誰もが知っておきたい「乳がん診断」の最先端

乳がんであるかどうかは、病理診断によって決まるといっても過言ではない(写真:mits / PIXTA)

8月27日、漫画『ちびまる子ちゃん』の作者、さくらももこさんが乳がんで8月15日に亡くなったことが明らかになり、日本中に大きな衝撃を与えた。乳がんを見落とさないためにも、定期的に検査を受けておきたい。では実際、患者となる私たちは病院でどんな検査を受け、治療方針はどのように決まるのか。8月30日配信のさくらさん死因「乳がん」の診断が難しい根因に続いて、診断のスペシャリスト、小倉加奈子医師が解説する。

がんの精密検査といえば、病変部の細胞や組織を直接採取して顕微鏡で観察する「病理検査」を指すことが多い。病理検査で下される病理診断が「がんの最終診断」となる。特に乳がんは、治療方針も含め、病理診断によって決まるといっても過言ではない。

乳がんの病理検査は、自己検診で「しこり」を発見したとき、あるいは乳がん検診で異常を指摘されたときに行われる。

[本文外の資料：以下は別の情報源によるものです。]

//! `certscope decode` - decode a certificate or CSR and run the checks.

use anyhow::{Context as _, Result};
use certscope::{BlocklistConfig, Engine, EngineConfig, PolicyConfig, RawInput};
use tokio::io::AsyncReadExt;
use tracing::debug;

use super::Context;
use crate::cli::args::DecodeArgs;
use crate::config::Config;
use crate::output;

pub async fn execute(ctx: Context, args: DecodeArgs) -> Result<()> {
    let raw = read_input(&args.input).await?;
    let engine = Engine::new(engine_config(&ctx.config, &args));

    let decoded = match args.at {
        Some(at) => engine.decode_and_validate_at(&raw, at),
        None => engine.decode_and_validate(&raw),
    }
    .with_context(|| format!("cannot decode {}", args.input))?;

    let rendered = output::render(&decoded, ctx.output_format, ctx.verbose)?;
    print!("{rendered}");

    Ok(())
}

async fn read_input(input: &str) -> Result<RawInput> {
    if input == "-" {
        let mut bytes = Vec::new();
        tokio::io::stdin()
            .read_to_end(&mut bytes)
            .await
            .context("failed to read stdin")?;
        debug!(len = bytes.len(), "read stdin");
        return Ok(RawInput::new(bytes));
    }

    let bytes = tokio::fs::read(input)
        .await
        .with_context(|| format!("failed to read {input}"))?;
    debug!(path = input, len = bytes.len(), "read input file");
    Ok(RawInput::new(bytes).with_filename(input))
}

/// Flags override the config file, which overrides the engine defaults.
fn engine_config(config: &Config, args: &DecodeArgs) -> EngineConfig {
    let mut policy = PolicyConfig::default();

    if let Some(dir) = args.badkeys_dir.clone().or_else(|| config.badkeys_dir.clone()) {
        policy.blocklist = BlocklistConfig {
            override_path: Some(dir),
            ..BlocklistConfig::default()
        };
    }
    if let Some(days) = args.expiry_warning_days.or(config.expiry_warning_days) {
        policy.expiry_warning_days = days;
    }

    EngineConfig { policy }
}
//! Policy check battery.
//!
//! Every check is total: it always produces exactly one [`CheckResult`]
//! and turns internal failures into `Unknown` or `Skipped` results. The
//! battery order is fixed, see [`CHECK_ORDER`](certscope_core::CHECK_ORDER).

mod blocklist;
mod config;
mod expiry;
mod key_size;
mod self_signed;
mod weak_hash;

use chrono::{DateTime, Utc};
use tracing::trace;

use certscope_core::CheckResult;

use crate::structure::StructuredObject;

pub use config::{
    BlocklistConfig, PolicyConfig, DEFAULT_BLOCKLIST_PATHS, DEFAULT_EXPIRY_WARNING_DAYS,
};

/// Runs the fixed battery of checks with an explicit configuration.
#[derive(Debug, Clone, Default)]
pub struct PolicyBattery {
    config: PolicyConfig,
}

impl PolicyBattery {
    #[must_use]
    pub const fn new(config: PolicyConfig) -> Self {
        Self { config }
    }

    #[must_use]
    pub const fn config(&self) -> &PolicyConfig {
        &self.config
    }

    /// Run every check against `obj`, evaluating expiry at `now`.
    #[must_use]
    pub fn run(&self, obj: &StructuredObject, now: DateTime<Utc>) -> Vec<CheckResult> {
        let results = vec![
            expiry::check(obj, now, self.config.expiry_warning_days),
            blocklist::check(&self.config.blocklist),
            self_signed::check(obj),
            key_size::check(&obj.public_key),
            weak_hash::check(&obj.signature_algorithm),
        ];

        for result in &results {
            trace!(check = %result.name, status = %result.status, message = %result.message);
        }
        results
    }
}

#[cfg(test)]
pub(crate) mod tests {
    use super::*;
    use crate::{sniff, structure};
    use certscope_core::{CheckStatus, Validity, CHECK_ORDER};
    use tempfile::TempDir;

    pub(crate) fn load(bytes: &[u8]) -> StructuredObject {
        structure::decode(&sniff::sniff(bytes).unwrap()).unwrap()
    }

    pub(crate) fn csr() -> StructuredObject {
        load(include_bytes!("../../tests/fixtures/request.csr.pem"))
    }

    pub(crate) fn cert_expiring(not_after: DateTime<Utc>) -> StructuredObject {
        let mut obj = load(include_bytes!("../../tests/fixtures/rsa2048_leaf.pem"));
        obj.validity = Some(Validity {
            not_before: not_after - chrono::Duration::days(365),
            not_after,
        });
        obj
    }

    fn battery_without_blocklist() -> (PolicyBattery, TempDir) {
        let dir = TempDir::new().unwrap();
        let config = PolicyConfig {
            blocklist: BlocklistConfig::only(dir.path().join("absent")),
            ..PolicyConfig::default()
        };
        (PolicyBattery::new(config), dir)
    }

    #[test]
    fn battery_order_is_fixed() {
        let (battery, _dir) = battery_without_blocklist();
        for obj in [cert_expiring(Utc::now()), csr()] {
            let names: Vec<_> = battery
                .run(&obj, Utc::now())
                .into_iter()
                .map(|r| r.name)
                .collect();
            assert_eq!(names, CHECK_ORDER);
        }
    }

    #[test]
    fn csr_gets_placeholders() {
        let (battery, _dir) = battery_without_blocklist();
        let results = battery.run(&csr(), Utc::now());
        assert_eq!(results[0].status, CheckStatus::NotApplicable);
        assert_eq!(results[1].status, CheckStatus::Skipped);
        assert_eq!(results[2].status, CheckStatus::NotApplicable);
        assert_eq!(results[3].status, CheckStatus::Passed);
        assert_eq!(results[4].status, CheckStatus::Passed);
        assert!(results.iter().all(|r| !r.message.is_empty()));
    }
}
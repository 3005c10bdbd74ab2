//! Internal errors. None of these cross the engine boundary: the check
//! battery turns them into [`CheckResult`](certscope_core::CheckResult)
//! messages and details.

use thiserror::Error;

pub use certscope_core::{DecodeError, Result};

/// Public key introspection failures.
#[derive(Error, Debug, Clone, PartialEq, Eq)]
pub enum KeyError {
    /// The key bytes could not be decoded
    #[error("{algorithm} public key could not be decoded: {reason}")]
    Undecodable {
        algorithm: &'static str,
        reason: String,
    },

    /// Curve neither named nor derivable from the point encoding
    #[error("EC curve size could not be determined")]
    UnknownCurve,
}

/// Self-signature verification failures.
#[derive(Error, Debug, Clone, PartialEq, Eq)]
pub enum VerifyError {
    /// Key type has no verification primitive
    #[error("unknown key type {0} (cannot verify)")]
    UnsupportedKey(String),

    /// Signature/hash/curve combination has no verification primitive
    #[error("unsupported signature algorithm {0}")]
    UnsupportedAlgorithm(String),

    /// Hash could not be resolved from the signature algorithm
    #[error("signature hash algorithm could not be determined")]
    UnknownHash,

    /// Object carries no to-be-signed bytes (CSR)
    #[error("no signed data to verify")]
    MissingSignedData,

    /// Key material rejected by the crypto backend
    #[error("invalid public key: {0}")]
    InvalidKey(String),

    /// Signature is malformed or does not match
    #[error("signature mismatch")]
    BadSignature,
}

impl From<KeyError> for VerifyError {
    fn from(e: KeyError) -> Self {
        Self::InvalidKey(e.to_string())
    }
}
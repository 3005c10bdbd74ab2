use certscope_core::{CheckResult, CHECK_WEAK_HASH};

use crate::structure::{HashAlgorithm, SignatureAlgorithm};

pub fn check(alg: &SignatureAlgorithm) -> CheckResult {
    match alg.hash {
        Some(HashAlgorithm::Md5) => CheckResult::failed(CHECK_WEAK_HASH, "Using MD5"),
        Some(HashAlgorithm::Sha1) => CheckResult::failed(CHECK_WEAK_HASH, "Using SHA1"),
        Some(_) => CheckResult::passed(CHECK_WEAK_HASH, "Not using MD5 or SHA1"),
        None => CheckResult::unknown(
            CHECK_WEAK_HASH,
            "Could not determine signature hash algorithm",
        ),
    }
}

#[cfg(test)]
mod tests {
    use super::*;
    use crate::structure::SignatureScheme;
    use certscope_core::CheckStatus;

    fn alg(hash: Option<HashAlgorithm>) -> SignatureAlgorithm {
        SignatureAlgorithm {
            oid: "1.2.3".into(),
            name: None,
            scheme: SignatureScheme::Unknown,
            hash,
        }
    }

    #[test]
    fn weak_hashes_fail() {
        let md5 = check(&alg(Some(HashAlgorithm::Md5)));
        assert_eq!(md5.status, CheckStatus::Failed);
        assert_eq!(md5.message, "Using MD5");
        assert_eq!(check(&alg(Some(HashAlgorithm::Sha1))).status, CheckStatus::Failed);
    }

    #[test]
    fn sha2_passes() {
        for hash in [HashAlgorithm::Sha224, HashAlgorithm::Sha256, HashAlgorithm::Sha512] {
            assert_eq!(check(&alg(Some(hash))).status, CheckStatus::Passed);
        }
    }

    #[test]
    fn unresolved_hash_is_unknown() {
        assert_eq!(check(&alg(None)).status, CheckStatus::Unknown);
    }
}
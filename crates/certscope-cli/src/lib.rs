//! # certscope-cli
//!
//! Command-line front end for the `certscope` engine.
//!
//! ## Features
//!
//! - **Any encoding**: PEM, DER, bare Base64 or XML-wrapped Base64, from a file or stdin
//! - **Policy checks**: expiry, weak-key blocklist, self-signed, key size, weak hash
//! - **Multiple output formats**: Pretty tables, JSON, CSV, YAML

pub mod cli;
pub mod config;
pub mod logging;
pub mod output;

pub use cli::run;
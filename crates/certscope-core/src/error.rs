use thiserror::Error;

use crate::types::ObjectKind;

/// Result type alias for decode operations
pub type Result<T> = std::result::Result<T, DecodeError>;

/// Errors that can cross the decode engine boundary.
///
/// Everything else (key size introspection, signature verification,
/// thumbprints) degrades to data inside the [`DecodedObject`](crate::DecodedObject).
#[derive(Error, Debug, Clone, PartialEq, Eq)]
pub enum DecodeError {
    /// No sniffing branch accepted the input
    #[error("not a valid PEM/DER certificate or CSR")]
    UnrecognizedFormat,

    /// The input was classified but the X.509 parser rejected it
    #[error("malformed {kind} encoding: {reason}")]
    MalformedEncoding {
        /// What the sniffer classified the input as
        kind: ObjectKind,
        /// Message from the underlying parser
        reason: String,
    },
}

impl DecodeError {
    /// Build a `MalformedEncoding` error from any displayable parser error.
    pub fn malformed(kind: ObjectKind, reason: impl std::fmt::Display) -> Self {
        Self::MalformedEncoding {
            kind,
            reason: reason.to_string(),
        }
    }

    /// Returns true if no format matched the input
    #[must_use]
    pub const fn is_unrecognized(&self) -> bool {
        matches!(self, Self::UnrecognizedFormat)
    }

    /// Returns true if the input was classified but could not be decoded
    #[must_use]
    pub const fn is_malformed(&self) -> bool {
        matches!(self, Self::MalformedEncoding { .. })
    }
}

#[cfg(test)]
mod tests {
    use super::*;

    #[test]
    fn unrecognized_message_is_user_facing() {
        assert_eq!(
            DecodeError::UnrecognizedFormat.to_string(),
            "not a valid PEM/DER certificate or CSR"
        );
    }

    #[test]
    fn malformed_carries_parser_message() {
        let err = DecodeError::malformed(ObjectKind::CertificateSigningRequest, "unexpected EOF");
        assert!(err.is_malformed());
        assert!(!err.is_unrecognized());
        assert_eq!(err.to_string(), "malformed CSR encoding: unexpected EOF");
    }
}
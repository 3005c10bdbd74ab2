use serde::{Deserialize, Serialize};

/// Name of the expiry check
pub const CHECK_EXPIRY: &str = "Expiry";
/// Name of the weak-key blocklist check
pub const CHECK_WEAK_KEY: &str = "Debian Weak Key";
/// Name of the self-signed check
pub const CHECK_SELF_SIGNED: &str = "Self-Signed";
/// Name of the key size check
pub const CHECK_KEY_SIZE: &str = "Key Size";
/// Name of the weak signature hash check
pub const CHECK_WEAK_HASH: &str = "MD5/SHA1";

/// Battery order; every decode yields exactly these checks in this order.
pub const CHECK_ORDER: [&str; 5] = [
    CHECK_EXPIRY,
    CHECK_WEAK_KEY,
    CHECK_SELF_SIGNED,
    CHECK_KEY_SIZE,
    CHECK_WEAK_HASH,
];

/// Verdict of a single check.
#[derive(Debug, Clone, Copy, PartialEq, Eq, Hash, Serialize, Deserialize)]
#[serde(rename_all = "snake_case")]
pub enum CheckStatus {
    Passed,
    Warning,
    Failed,
    Info,
    NotApplicable,
    Unknown,
    Skipped,
}

/// Coarse severity used by renderers for colouring.
#[derive(Debug, Clone, Copy, PartialEq, Eq, Hash, Serialize, Deserialize)]
#[serde(rename_all = "lowercase")]
pub enum CheckLevel {
    Ok,
    Warn,
    Fail,
    Na,
}

impl CheckStatus {
    /// Upper-case label as shown in reports
    #[must_use]
    pub const fn label(self) -> &'static str {
        match self {
            Self::Passed => "PASSED",
            Self::Warning => "WARNING",
            Self::Failed => "FAILED",
            Self::Info => "INFO",
            Self::NotApplicable => "N/A",
            Self::Unknown => "UNKNOWN",
            Self::Skipped => "SKIPPED",
        }
    }

    #[must_use]
    pub const fn level(self) -> CheckLevel {
        match self {
            Self::Passed => CheckLevel::Ok,
            Self::Warning | Self::Unknown => CheckLevel::Warn,
            Self::Failed => CheckLevel::Fail,
            Self::Info | Self::NotApplicable | Self::Skipped => CheckLevel::Na,
        }
    }
}

impl std::fmt::Display for CheckStatus {
    fn fmt(&self, f: &mut std::fmt::Formatter<'_>) -> std::fmt::Result {
        f.write_str(self.label())
    }
}

/// Outcome of one policy check.
#[derive(Debug, Clone, PartialEq, Eq, Serialize, Deserialize)]
pub struct CheckResult {
    /// Check name, one of [`CHECK_ORDER`]
    pub name: String,
    pub status: CheckStatus,
    /// Human-readable one-liner, never empty
    pub message: String,
    /// Extra diagnostic text (verification errors, paths found, ...)
    #[serde(default, skip_serializing_if = "Option::is_none")]
    pub detail: Option<String>,
}

impl CheckResult {
    pub fn new(name: &str, status: CheckStatus, message: impl Into<String>) -> Self {
        Self {
            name: name.to_string(),
            status,
            message: message.into(),
            detail: None,
        }
    }

    #[must_use]
    pub fn with_detail(mut self, detail: impl Into<String>) -> Self {
        self.detail = Some(detail.into());
        self
    }

    pub fn passed(name: &str, message: impl Into<String>) -> Self {
        Self::new(name, CheckStatus::Passed, message)
    }

    pub fn warning(name: &str, message: impl Into<String>) -> Self {
        Self::new(name, CheckStatus::Warning, message)
    }

    pub fn failed(name: &str, message: impl Into<String>) -> Self {
        Self::new(name, CheckStatus::Failed, message)
    }

    pub fn unknown(name: &str, message: impl Into<String>) -> Self {
        Self::new(name, CheckStatus::Unknown, message)
    }

    pub fn skipped(name: &str, message: impl Into<String>) -> Self {
        Self::new(name, CheckStatus::Skipped, message)
    }

    pub fn not_applicable(name: &str, message: impl Into<String>) -> Self {
        Self::new(name, CheckStatus::NotApplicable, message)
    }
}
//! Decode orchestration: sniff, decode, extract, check, assemble.

use chrono::{DateTime, Utc};
use serde::{Deserialize, Serialize};
use tracing::debug;

use certscope_core::{DecodedObject, RawInput};

use crate::checks::{PolicyBattery, PolicyConfig};
use crate::error::Result;
use crate::{extract, sniff, structure};

/// Engine configuration, embeddable in a caller's config file.
#[derive(Debug, Clone, Default, PartialEq, Eq, Serialize, Deserialize)]
#[serde(default)]
pub struct EngineConfig {
    pub policy: PolicyConfig,
}

/// Stateless decoder. Cheap to clone and safe to share across threads.
#[derive(Debug, Clone, Default)]
pub struct Engine {
    battery: PolicyBattery,
}

impl Engine {
    #[must_use]
    pub fn new(config: EngineConfig) -> Self {
        Self {
            battery: PolicyBattery::new(config.policy),
        }
    }

    /// Decode `raw` and run the policy battery at the current time.
    ///
    /// # Errors
    ///
    /// Returns `DecodeError::UnrecognizedFormat` if no format matched and
    /// `DecodeError::MalformedEncoding` if the parser rejected the sniffed
    /// bytes.
    pub fn decode_and_validate(&self, raw: &RawInput) -> Result<DecodedObject> {
        self.decode_and_validate_at(raw, Utc::now())
    }

    /// Same as [`Engine::decode_and_validate`] with an explicit clock.
    ///
    /// # Errors
    ///
    /// See [`Engine::decode_and_validate`].
    pub fn decode_and_validate_at(
        &self,
        raw: &RawInput,
        now: DateTime<Utc>,
    ) -> Result<DecodedObject> {
        let sniffed = sniff::sniff(raw.bytes())?;
        let obj = structure::decode(&sniffed)?;

        let checks = self.battery.run(&obj, now);
        let subject_dn = extract::format_name(&obj.subject);

        let decoded = DecodedObject {
            source: raw.filename().map(str::to_string),
            kind: obj.kind,
            encoding: sniffed.encoding,
            subject: extract::name_map(&obj.subject),
            subject_dn,
            issuer: obj.issuer.as_ref().map(extract::name_map),
            issuer_dn: obj.issuer.as_ref().map(extract::format_name),
            public_key_summary: extract::public_key_summary(&obj.public_key),
            signature_summary: extract::signature_summary(&obj),
            serial_number_hex: obj.serial.as_deref().map(extract::serial_hex),
            thumbprint_sha1_hex: extract::thumbprint(&obj),
            validity: extract::validity(&obj),
            extensions: extract::extension_summaries(&obj),
            checks,
        };

        debug!(
            source = decoded.source.as_deref().unwrap_or("-"),
            kind = %decoded.kind,
            encoding = %decoded.encoding,
            checks = decoded.checks.len(),
            "decoded"
        );

        Ok(decoded)
    }
}

#[cfg(test)]
mod tests {
    use super::*;
    use crate::checks::BlocklistConfig;
    use certscope_core::{ObjectKind, SourceEncoding};

    #[test]
    fn filename_is_carried_through() {
        let raw = RawInput::new(include_bytes!("../tests/fixtures/rsa2048_selfsigned.pem").to_vec())
            .with_filename("selfsigned.pem");
        let decoded = Engine::default().decode_and_validate(&raw).unwrap();
        assert_eq!(decoded.source.as_deref(), Some("selfsigned.pem"));
        assert_eq!(decoded.kind, ObjectKind::Certificate);
        assert_eq!(decoded.encoding, SourceEncoding::Pem);
    }

    #[test]
    fn config_round_trips_through_serde() {
        let config = EngineConfig {
            policy: PolicyConfig {
                blocklist: BlocklistConfig::only("/srv/badkeys"),
                expiry_warning_days: 30,
            },
        };
        let json = serde_json::to_string(&config).unwrap();
        let back: EngineConfig = serde_json::from_str(&json).unwrap();
        assert_eq!(back, config);

        let empty: EngineConfig = serde_json::from_str("{}").unwrap();
        assert_eq!(empty, EngineConfig::default());
    }
}
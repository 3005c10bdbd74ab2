//! Tracing subscriber setup.

use tracing_subscriber::{prelude::*, EnvFilter};

/// Install a stderr `fmt` subscriber.
///
/// `RUST_LOG` wins when set; otherwise `debug` with `--verbose`, `warn`
/// without.
pub fn init(verbose: bool, no_color: bool) {
    let default_level = if verbose { "debug" } else { "warn" };
    let env_filter =
        EnvFilter::try_from_default_env().unwrap_or_else(|_| EnvFilter::new(default_level));

    let fmt_layer = tracing_subscriber::fmt::layer()
        .with_writer(std::io::stderr)
        .with_ansi(!no_color)
        .with_target(false);

    // A second init (tests calling `run` twice) is harmless.
    let _ = tracing_subscriber::registry()
        .with(env_filter)
        .with(fmt_layer)
        .try_init();
}
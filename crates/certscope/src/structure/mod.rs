//! Structural decoding of sniffed DER into an owned [`StructuredObject`].
//!
//! Parsing is delegated to `x509-parser`. Everything the extractors and the
//! policy battery need is copied out here, so no borrow of the input
//! survives the call.

mod algorithm;
mod extension;
mod key;

use chrono::{DateTime, Utc};
use tracing::trace;
use x509_parser::certificate::X509Certificate;
use x509_parser::certification_request::X509CertificationRequest;
use x509_parser::cri_attributes::ParsedCriAttribute;
use x509_parser::objects::{oid2sn, oid_registry};
use x509_parser::oid_registry::Oid;
use x509_parser::prelude::FromDer;
use x509_parser::time::ASN1Time;
use x509_parser::x509::X509Name;

use certscope_core::{ExtensionSummary, ObjectKind, Validity};

use crate::error::{DecodeError, Result};
use crate::sniff::Sniffed;

pub use algorithm::{HashAlgorithm, SignatureAlgorithm, SignatureScheme};
pub use key::{Curve, DsaKey, EcKey, NamedCurve, OtherKey, PublicKey, RsaKey};

/// Well-known DN attribute names.
const ATTRIBUTE_NAMES: &[(&str, &str)] = &[
    ("2.5.4.3", "commonName"),
    ("2.5.4.4", "surname"),
    ("2.5.4.5", "serialNumber"),
    ("2.5.4.6", "countryName"),
    ("2.5.4.7", "localityName"),
    ("2.5.4.8", "stateOrProvinceName"),
    ("2.5.4.9", "streetAddress"),
    ("2.5.4.10", "organizationName"),
    ("2.5.4.11", "organizationalUnitName"),
    ("2.5.4.12", "title"),
    ("2.5.4.15", "businessCategory"),
    ("2.5.4.17", "postalCode"),
    ("2.5.4.42", "givenName"),
    ("2.5.4.46", "dnQualifier"),
    ("2.5.4.65", "pseudonym"),
    ("2.5.4.97", "organizationIdentifier"),
    ("0.9.2342.19200300.100.1.1", "userID"),
    ("0.9.2342.19200300.100.1.25", "domainComponent"),
    ("1.2.840.113549.1.9.1", "emailAddress"),
    ("1.3.6.1.4.1.311.60.2.1.1", "jurisdictionLocalityName"),
    ("1.3.6.1.4.1.311.60.2.1.2", "jurisdictionStateOrProvinceName"),
    ("1.3.6.1.4.1.311.60.2.1.3", "jurisdictionCountryName"),
];

/// A subject or issuer name.
#[derive(Debug, Clone, PartialEq, Eq)]
pub struct DistinguishedName {
    /// `(attribute name, value)` in RDN order, repeats included
    pub components: Vec<(String, String)>,
    /// DER of the whole `Name`, used for equality
    pub raw: Vec<u8>,
}

impl DistinguishedName {
    fn from_x509(name: &X509Name<'_>) -> Self {
        let components = name
            .iter()
            .flat_map(|rdn| rdn.iter())
            .map(|attr| {
                let oid = attr.attr_type();
                let key = attribute_name(oid);
                let value = attr.as_str().map_or_else(
                    |_| format!("#{}", hex::encode(attr.attr_value().data)),
                    str::to_string,
                );
                (key, value)
            })
            .collect();

        Self {
            components,
            raw: name.as_raw().to_vec(),
        }
    }
}

/// Owned view of a parsed certificate or CSR.
#[derive(Debug, Clone, PartialEq, Eq)]
pub struct StructuredObject {
    pub kind: ObjectKind,
    /// DER the parser accepted
    pub der: Vec<u8>,
    pub subject: DistinguishedName,
    /// Certificate only
    pub issuer: Option<DistinguishedName>,
    pub public_key: PublicKey,
    pub signature_algorithm: SignatureAlgorithm,
    /// Raw serial integer bytes, certificate only
    pub serial: Option<Vec<u8>>,
    pub validity: Option<Validity>,
    /// `tbsCertificate` DER, certificate only
    pub tbs: Option<Vec<u8>>,
    pub signature: Vec<u8>,
    pub extensions: Vec<ExtensionSummary>,
}

impl StructuredObject {
    #[must_use]
    pub const fn is_certificate(&self) -> bool {
        self.kind.is_certificate()
    }
}

/// Decode the bytes the sniffer accepted.
///
/// # Errors
///
/// Returns `DecodeError::MalformedEncoding` when `x509-parser` rejects the
/// bytes for the sniffed kind.
pub fn decode(sniffed: &Sniffed) -> Result<StructuredObject> {
    trace!(kind = %sniffed.kind, len = sniffed.der.len(), "structural decode");
    match sniffed.kind {
        ObjectKind::Certificate => decode_certificate(&sniffed.der),
        ObjectKind::CertificateSigningRequest => decode_csr(&sniffed.der),
    }
}

fn decode_certificate(der: &[u8]) -> Result<StructuredObject> {
    let kind = ObjectKind::Certificate;
    let (_, cert) = X509Certificate::from_der(der)
        .map_err(|e| DecodeError::malformed(kind, e.to_string()))?;

    let validity = Validity {
        not_before: asn1_to_utc(cert.validity().not_before)
            .ok_or_else(|| DecodeError::malformed(kind, "notBefore out of range"))?,
        not_after: asn1_to_utc(cert.validity().not_after)
            .ok_or_else(|| DecodeError::malformed(kind, "notAfter out of range"))?,
    };

    Ok(StructuredObject {
        kind,
        der: der.to_vec(),
        subject: DistinguishedName::from_x509(cert.subject()),
        issuer: Some(DistinguishedName::from_x509(cert.issuer())),
        public_key: PublicKey::from_spki(cert.public_key()),
        signature_algorithm: SignatureAlgorithm::from_identifier(&cert.signature_algorithm),
        serial: Some(cert.raw_serial().to_vec()),
        validity: Some(validity),
        tbs: Some(cert.tbs_certificate.as_ref().to_vec()),
        signature: cert.signature_value.data.to_vec(),
        extensions: cert.extensions().iter().map(extension::summarize).collect(),
    })
}

fn decode_csr(der: &[u8]) -> Result<StructuredObject> {
    let kind = ObjectKind::CertificateSigningRequest;
    let (_, csr) = X509CertificationRequest::from_der(der)
        .map_err(|e| DecodeError::malformed(kind, e.to_string()))?;
    let info = &csr.certification_request_info;

    let extensions = info
        .iter_attributes()
        .filter_map(|attr| match attr.parsed_attribute() {
            ParsedCriAttribute::ExtensionRequest(request) => Some(&request.extensions),
            _ => None,
        })
        .flatten()
        .map(extension::summarize)
        .collect();

    Ok(StructuredObject {
        kind,
        der: der.to_vec(),
        subject: DistinguishedName::from_x509(&info.subject),
        issuer: None,
        public_key: PublicKey::from_spki(&info.subject_pki),
        signature_algorithm: SignatureAlgorithm::from_identifier(&csr.signature_algorithm),
        serial: None,
        validity: None,
        tbs: None,
        signature: csr.signature_value.data.to_vec(),
        extensions,
    })
}

/// Short name from the `oid-registry` database bundled with `x509-parser`.
pub(crate) fn registered_name(oid: &Oid<'_>) -> Option<String> {
    oid2sn(oid, oid_registry()).ok().map(str::to_string)
}

fn attribute_name(oid: &Oid<'_>) -> String {
    let dotted = oid.to_id_string();
    ATTRIBUTE_NAMES
        .iter()
        .find(|(known, _)| *known == dotted)
        .map(|(_, name)| (*name).to_string())
        .or_else(|| registered_name(oid))
        .unwrap_or(dotted)
}

fn asn1_to_utc(t: ASN1Time) -> Option<DateTime<Utc>> {
    DateTime::from_timestamp(t.timestamp(), 0)
}

#[cfg(test)]
mod tests {
    use super::*;
    use certscope_core::SourceEncoding;

    const SELF_SIGNED_DER: &[u8] = include_bytes!("../../tests/fixtures/rsa2048_selfsigned.der");
    const CSR_DER: &[u8] = include_bytes!("../../tests/fixtures/request.csr.der");

    fn sniffed(kind: ObjectKind, der: &[u8]) -> Sniffed {
        Sniffed {
            kind,
            encoding: SourceEncoding::Der,
            der: der.to_vec(),
        }
    }

    #[test]
    fn certificate_fields() {
        let obj = decode(&sniffed(ObjectKind::Certificate, SELF_SIGNED_DER)).unwrap();
        assert!(obj.is_certificate());
        assert_eq!(
            obj.subject.components.last(),
            Some(&("commonName".to_string(), "selfsigned.example.test".to_string()))
        );
        assert_eq!(obj.issuer.as_ref().map(|i| &i.raw), Some(&obj.subject.raw));
        assert!(matches!(obj.public_key, PublicKey::Rsa(_)));
        assert_eq!(obj.public_key.key_size(), Ok(2048));
        assert_eq!(obj.signature_algorithm.hash, Some(HashAlgorithm::Sha256));
        assert!(obj.tbs.is_some());
        assert!(obj.validity.is_some());
    }

    #[test]
    fn csr_fields() {
        let obj = decode(&sniffed(ObjectKind::CertificateSigningRequest, CSR_DER)).unwrap();
        assert!(!obj.is_certificate());
        assert!(obj.issuer.is_none());
        assert!(obj.serial.is_none());
        assert!(obj.tbs.is_none());
        assert!(obj
            .extensions
            .iter()
            .any(|ext| ext.oid == "2.5.29.17" && ext.value.contains("DNS:www.request.example.test")));
    }

    #[test]
    fn wrong_kind_is_malformed() {
        let err = decode(&sniffed(ObjectKind::CertificateSigningRequest, SELF_SIGNED_DER)).unwrap_err();
        assert!(err.is_malformed());
        let err = decode(&sniffed(ObjectKind::Certificate, b"\x30\x03\x02\x01\x01")).unwrap_err();
        assert!(err.is_malformed());
    }

    #[test]
    fn attribute_names_fall_back_to_oid() {
        assert_eq!(attribute_name(&Oid::from(&[2, 5, 4, 3]).unwrap()), "commonName");
        assert_eq!(
            attribute_name(&Oid::from(&[1, 2, 840, 113_549, 1, 9, 1]).unwrap()),
            "emailAddress"
        );
        assert_eq!(attribute_name(&Oid::from(&[1, 2, 3, 99_999]).unwrap()), "1.2.3.99999");
    }
}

乳がん検診は、マンモグラフィー検査や超音波検査が主流であるが、ここでの異常所見の程度によって、病理検査を行うか否かが決定される。

マンモグラフィー検査の場合は、異常の有無や程度によって5段階評価する。カテゴリー分類と呼ばれているが、カテゴリー3以上は、要精密検査、すなわち病理検査が推奨される。カテゴリー5の場合は、がんの可能性が高くなる。超音波検査の場合もがんに特徴的な所見がいくつかあり、それに該当している所見があった場合は、やはり病理検査が行われる。